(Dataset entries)
--------------------------------
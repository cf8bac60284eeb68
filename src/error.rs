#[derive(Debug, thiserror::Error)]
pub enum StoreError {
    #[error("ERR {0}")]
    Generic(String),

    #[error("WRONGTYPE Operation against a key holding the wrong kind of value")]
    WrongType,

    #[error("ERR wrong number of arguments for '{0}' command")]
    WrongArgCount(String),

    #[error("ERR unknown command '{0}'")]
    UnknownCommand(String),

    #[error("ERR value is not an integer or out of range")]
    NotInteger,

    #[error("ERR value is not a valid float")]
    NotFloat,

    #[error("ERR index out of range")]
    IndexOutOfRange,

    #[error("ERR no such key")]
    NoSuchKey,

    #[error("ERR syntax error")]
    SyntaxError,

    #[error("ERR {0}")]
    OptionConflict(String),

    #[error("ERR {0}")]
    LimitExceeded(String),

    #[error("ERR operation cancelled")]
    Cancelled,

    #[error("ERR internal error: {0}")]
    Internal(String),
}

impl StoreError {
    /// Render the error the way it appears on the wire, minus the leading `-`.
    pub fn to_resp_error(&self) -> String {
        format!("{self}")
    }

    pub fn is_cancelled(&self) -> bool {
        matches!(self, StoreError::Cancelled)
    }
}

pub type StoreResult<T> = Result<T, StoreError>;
--------------------------------
> _Task goal_:
All records above must be returned exactly as they appear.

> _Exercise response_:
repository cf8bac60284eeb68
filename src/error.rs
#[derive(Debug, thiserror::Error)]
pub enum StoreError {
    #[error("ERR {0}")]
    Generic(String),

    #[error("WRONGTYPE Operation against a key holding the wrong kind of value")]
    WrongType,

    #[error("ERR wrong number of arguments for '{0}' command")]
    WrongArgCount(String),

    #[error("ERR unknown command '{0}'")]
    UnknownCommand(String),

    #[error("ERR value is not an integer or out of range")]
    NotInteger,

    #[error("ERR value is not a valid float")]
    NotFloat,

    #[error("ERR index out of range")]
    IndexOutOfRange,

    #[error("ERR no such key")]
    NoSuchKey,

    #[error("ERR syntax error")]
    SyntaxError,

    #[error("ERR {0}")]
    OptionConflict(String),

    #[error("ERR {0}")]
    LimitExceeded(String),

    #[error("ERR operation cancelled")]
    Cancelled,

    #[error("ERR internal error: {0}")]
    Internal(String),
}

impl StoreError {
    /// Render the error the way it appears on the wire, minus the leading `-`.
    pub fn to_resp_error(&self) -> String {
        format!("{self}")
    }

    pub fn is_cancelled(&self) -> bool {
        matches!(self, StoreError::Cancelled)
    }
}

pub type StoreResult<T> = Result<T, StoreError>;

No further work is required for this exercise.